Friday, May 29, 2009

"Lethal Legacy" by Linda Fairstein

You can usually rely upon Linda Fairstein for an entertaining, if forgettable, mystery thriller. This time around, sex crimes prosecutor Alexandra Cooper, homicide detective Mike Chapman and sex crimes detective Mercer Wallace are drawn into a mystery involving the scrupulous folk who collect rare books. And rare maps. It seems somebody is willing to kill to get hold of the 12 parts of some ancient map.

The funny thing about Fairstein's books is that although two of the main characters work in sex crimes, the novels are never about that. The word count is usually padded out with some of Alex's cases, but they have nothing to do with the central plot. The central plot is generally an excuse for Fairstein to show off her knowledge of New York history. This is particularly evident in "Lethal Legacy" as just about every other page has one of the main or ancillary characters sounding off about some historical factoid. It gets to the point where you feel like saying: "just get on with it, already!" Of course, you don't actually say that, because talking to yourself would make you look strange....
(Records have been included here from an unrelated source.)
//! A fake filesystem for service tests.

use std::{
    collections::{BTreeMap, BTreeSet},
    path::{Path, PathBuf},
    sync::{Arc, RwLock, RwLockReadGuard, RwLockWriteGuard},
};

use easyeuler_core::{
    application::{ApplicationError, ports::Filesystem},
    error::EulerResult,
};

/// Files and directories kept in maps. Clones share the same contents.
#[derive(Debug, Clone, Default)]
pub struct MemoryFilesystem {
    inner: Arc<RwLock<Tree>>,
}

#[derive(Debug, Default)]
struct Tree {
    files: BTreeMap<PathBuf, String>,
    directories: BTreeSet<PathBuf>,
}

impl MemoryFilesystem {
    pub fn new() -> Self {
        Self::default()
    }

    pub fn read_file(&self, path: &Path) -> Option<String> {
        self.tree().ok()?.files.get(path).cloned()
    }

    /// Every file path, sorted.
    pub fn paths(&self) -> Vec<PathBuf> {
        self.tree()
            .map(|tree| tree.files.keys().cloned().collect())
            .unwrap_or_default()
    }

    fn tree(&self) -> EulerResult<RwLockReadGuard<'_, Tree>> {
        Ok(self
            .inner
            .read()
            .map_err(|_| ApplicationError::StoreLockError)?)
    }

    fn tree_mut(&self) -> EulerResult<RwLockWriteGuard<'_, Tree>> {
        Ok(self
            .inner
            .write()
            .map_err(|_| ApplicationError::StoreLockError)?)
    }

    /// Seed a file, creating its parent directories.
    pub fn add_file(&self, path: impl AsRef<Path>, content: &str) -> EulerResult<()> {
        let path = path.as_ref();
        if let Some(parent) = path.parent() {
            self.create_dir_all(parent)?;
        }
        self.write_file(path, content)
    }
}

impl Filesystem for MemoryFilesystem {
    fn create_dir_all(&self, path: &Path) -> EulerResult<()> {
        let mut tree = self.tree_mut()?;

        let mut current = PathBuf::new();
        for component in path.components() {
            current.push(component);
            tree.directories.insert(current.clone());
        }

        Ok(())
    }

    fn write_file(&self, path: &Path, content: &str) -> EulerResult<()> {
        let mut tree = self.tree_mut()?;

        if let Some(parent) = path.parent() {
            if !parent.as_os_str().is_empty() && !tree.directories.contains(parent) {
                return Err(ApplicationError::FilesystemError {
                    path: path.to_path_buf(),
                    reason: "Parent directory does not exist".into(),
                }
                .into());
            }
        }

        tree.files.insert(path.to_path_buf(), content.to_string());
        Ok(())
    }

    fn copy_file(&self, from: &Path, to: &Path) -> EulerResult<()> {
        let content = self
            .read_file(from)
            .ok_or_else(|| ApplicationError::FilesystemError {
                path: from.to_path_buf(),
                reason: "No such file".into(),
            })?;
        self.write_file(to, &content)
    }

    fn exists(&self, path: &Path) -> bool {
        self.tree()
            .is_ok_and(|tree| tree.files.contains_key(path) || tree.directories.contains(path))
    }

    fn is_dir(&self, path: &Path) -> bool {
        self.tree().is_ok_and(|tree| tree.directories.contains(path))
    }

    fn list_files(&self, path: &Path) -> EulerResult<Vec<String>> {
        let tree = self.tree()?;

        if !tree.directories.contains(path) {
            return Err(ApplicationError::FilesystemError {
                path: path.to_path_buf(),
                reason: "Not a directory".into(),
            }
            .into());
        }

        Ok(tree
            .files
            .keys()
            .filter(|p| p.parent() == Some(path))
            .filter_map(|p| p.file_name())
            .map(|name| name.to_string_lossy().into_owned())
            .collect())
    }

    fn walk_files(&self, root: &Path) -> EulerResult<Vec<PathBuf>> {
        let tree = self.tree()?;

        Ok(tree
            .files
            .keys()
            .filter(|p| p.starts_with(root))
            .cloned()
            .collect())
    }
}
The other thing that irks me about Fairstein's books is the relationship between Cooper and Chapman. Some of the things he says to her are downright vulgar and sexist and border on sexual harrassment, yet she never seems terribly bothered by it. She never has a go at him, yet he is constantly on her back with a ridiculously harsh putdown. I'm stunned that an author who so obviously is a champion of women's rights could create a main character that would put up with this behaviour. And I'm sure even the most loutish slob would cringe at some of the things Mike Chapman says. To be fair, it seems toned down in "Lethal Legacy", so maybe someone finally pointed out to Fairstein just how out-of-touch she was when it came to creating a male-female friendship.

Give Linda Fairstein a go if you like your crime on the lighter side. It's not quite as tame as Mary Higgins Clark, but generally shies away from the gore you find in most crime fiction.

1 comment:

  1. It was me who pointed it out. As in, I screamed so loudly when I came across the first piece of puerile crap that Chapman uttered, I'm pretty sure Ms Fairstein would have heard me over in N'Yawk and decided to tone it down. I'm going to have to give up on her books, they drive me nuts. Even if the Chapman character moves out of the 1950s, you've still got to contend with the way Fairstein writes about the relationship between Alex and the French bloke. Pukeroni.